Wish You Were Here! — Gardens of Jamaica
Norse Hill Estate Botanical Garden
Through the years, Iris Johanssen has planned, plotted and managed the estate’s botanical gardens with a keen eye for the indigenous flora, along with the exotic flowering plants, ferns and trees she imported. Albert, Norse Hill’s lead gardener since 1965, built the network of exploration trails under Mrs. Johanssen’s direction. He retired in 2014.

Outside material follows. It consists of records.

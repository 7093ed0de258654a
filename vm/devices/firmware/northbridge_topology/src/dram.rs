// Copyright (c) Microsoft Corporation.
// Licensed under the MIT License.

//! DRAM extents and memory hole detection.

use crate::config_space::ConfigSpace;
use crate::config_space::Function;
use crate::topology::Topology;
use alloc::vec::Vec;
use memory_range::FOUR_GB;
use memory_range::MemoryRange;
use northbridge_defs::f1;

/// The DRAM range decoded for one node.
#[derive(Debug, Copy, Clone, PartialEq, Eq)]
pub struct DramExtent {
    /// Owning node.
    pub node: u8,
    /// Address range.
    pub range: MemoryRange,
}

/// Decodes the DRAM extents of all nodes with DRAM enabled, in node order.
pub fn dram_extents(topology: &Topology) -> Vec<DramExtent> {
    topology
        .active_nodes()
        .filter_map(|node| {
            node.dram_range().map(|range| DramExtent {
                node: node.id,
                range,
            })
        })
        .collect()
}

/// How a memory hole was found.
#[derive(Debug, Copy, Clone, PartialEq, Eq)]
pub enum HoleSource {
    /// DRAM init programmed the hole register.
    Explicit,
    /// Two consecutive extents below 4 GiB do not touch.
    Inferred,
}

/// The single sub-4 GiB gap in the DRAM map.
#[derive(Debug, Copy, Clone, PartialEq, Eq)]
pub struct MemoryHole {
    /// First address of the hole.
    pub start: u64,
    /// Node the hole was found on.
    pub node: u8,
    /// How the hole was found.
    pub source: HoleSource,
}

/// Finds the memory hole, preferring an explicitly programmed one.
pub fn find_memory_hole(cfg: &impl ConfigSpace, topology: &Topology) -> Option<MemoryHole> {
    let extents = dram_extents(topology);
    let hole = explicit_hole(cfg, topology, &extents).or_else(|| infer_hole(&extents));
    if let Some(hole) = &hole {
        tracing::debug!(
            start = hole.start,
            node = hole.node,
            source = ?hole.source,
            "found memory hole"
        );
    }
    hole
}

fn explicit_hole(
    cfg: &impl ConfigSpace,
    topology: &Topology,
    extents: &[DramExtent],
) -> Option<MemoryHole> {
    // The DRAM map is read from node 0, so a node can own DRAM without its
    // own function 1 responding.
    extents.iter().find_map(|extent| {
        topology
            .node(extent.node)?
            .function(Function::AddressMap)?;
        let hole = f1::DramHole::from(cfg.read_u32(extent.node, Function::AddressMap, f1::DRAM_HOLE));
        hole.valid().then(|| MemoryHole {
            start: hole.base_address(),
            node: extent.node,
            source: HoleSource::Explicit,
        })
    })
}

/// Scans extents for the first discontinuity below 4 GiB.
///
/// The hole starts at the end of the extent before the gap. Extents are
/// expected in ascending order, with the first one starting at zero.
pub fn infer_hole(extents: &[DramExtent]) -> Option<MemoryHole> {
    let mut previous_end = 0;
    for extent in extents {
        if extent.range.start() > FOUR_GB {
            break;
        }
        if extent.range.start() != previous_end {
            return Some(MemoryHole {
                start: previous_end,
                node: extent.node,
                source: HoleSource::Inferred,
            });
        }
        previous_end = extent.range.end();
    }
    None
}

#[cfg(test)]
mod tests {
    use super::*;
    use crate::config::NorthbridgeConfig;
    use crate::test_helpers::FakeConfigSpace;
    use memory_range::GB;

    fn extent(node: u8, range: core::ops::Range<u64>) -> DramExtent {
        DramExtent {
            node,
            range: MemoryRange::new(range),
        }
    }

    #[test]
    fn test_infer_hole() {
        let extents = [extent(0, 0..2 * GB), extent(1, 3 * GB..6 * GB)];
        assert_eq!(
            infer_hole(&extents),
            Some(MemoryHole {
                start: 2 * GB,
                node: 1,
                source: HoleSource::Inferred,
            })
        );

        let contiguous = [extent(0, 0..2 * GB), extent(1, 2 * GB..6 * GB)];
        assert_eq!(infer_hole(&contiguous), None);

        // Gaps above 4 GiB are not holes.
        let high = [extent(0, 0..4 * GB), extent(1, 5 * GB..6 * GB)];
        assert_eq!(infer_hole(&high), None);
    }

    #[test]
    fn test_explicit_hole_wins() {
        let mut cfg = FakeConfigSpace::new(2);
        cfg.set_dram(0, 0, 2 * GB);
        cfg.set_dram(1, 3 * GB, 6 * GB);
        cfg.set(1, Function::AddressMap, f1::DRAM_HOLE, 0xc000_0001);
        let topology = Topology::probe(&cfg, &NorthbridgeConfig::default()).unwrap();

        assert_eq!(
            find_memory_hole(&cfg, &topology),
            Some(MemoryHole {
                start: 3 * GB,
                node: 1,
                source: HoleSource::Explicit,
            })
        );
    }

    #[test]
    fn test_explicit_hole_needs_address_map() {
        let mut cfg = FakeConfigSpace::new(2);
        cfg.set_dram(0, 0, 2 * GB);
        cfg.set_dram(1, 3 * GB, 6 * GB);
        cfg.remove_function(1, Function::AddressMap);
        let topology = Topology::probe(&cfg, &NorthbridgeConfig::default()).unwrap();

        // Node 1 still owns DRAM; the hole is inferred from the gap instead.
        assert_eq!(
            find_memory_hole(&cfg, &topology),
            Some(MemoryHole {
                start: 2 * GB,
                node: 1,
                source: HoleSource::Inferred,
            })
        );
    }

    #[test]
    fn test_disabled_node_skipped() {
        let mut cfg = FakeConfigSpace::new(2);
        cfg.set_dram(0, 0, 2 * GB);
        let topology = Topology::probe(&cfg, &NorthbridgeConfig::default()).unwrap();
        let extents = dram_extents(&topology);
        assert_eq!(extents, [extent(0, 0..2 * GB)]);
    }
}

Guests encounter shimmering peacock ferns, colorful croton, hibiscus, allamanda, jade, red and yellow ixora, plumbago and poinciana, and hundreds of orchids. Fragrant allspice (called pimento in Jamaica), almond, breadfruit, cocoa, fig and nutmeg trees share the grounds with avocado, banana, orange, papaya, pineapple and tangerine trees. Trail walkers find serene ponds and tranquil meadows framed by groves of bamboo. And the abundance of tropical flora naturally attracts a variety of rare, colorful birds and butterflies – including Jamaica’s own “Doctor Bird” hummingbird.
Castleton Botanical Garden
The garden was established on November 19,1862 as a result of dissatisfaction with the site at Bath, St. Thomas. Shortly afterwards, Castleton Gardens became one of the great gardens of the Hemisphere with its rich variety of plants. In the past, Castleton had over 4000 species of plants from the great English Garden at Kew. In 1897 there were 180 species of palm in the palmetum. Many plants introduced to the island in the late 19th and early 20th centuries were planted here.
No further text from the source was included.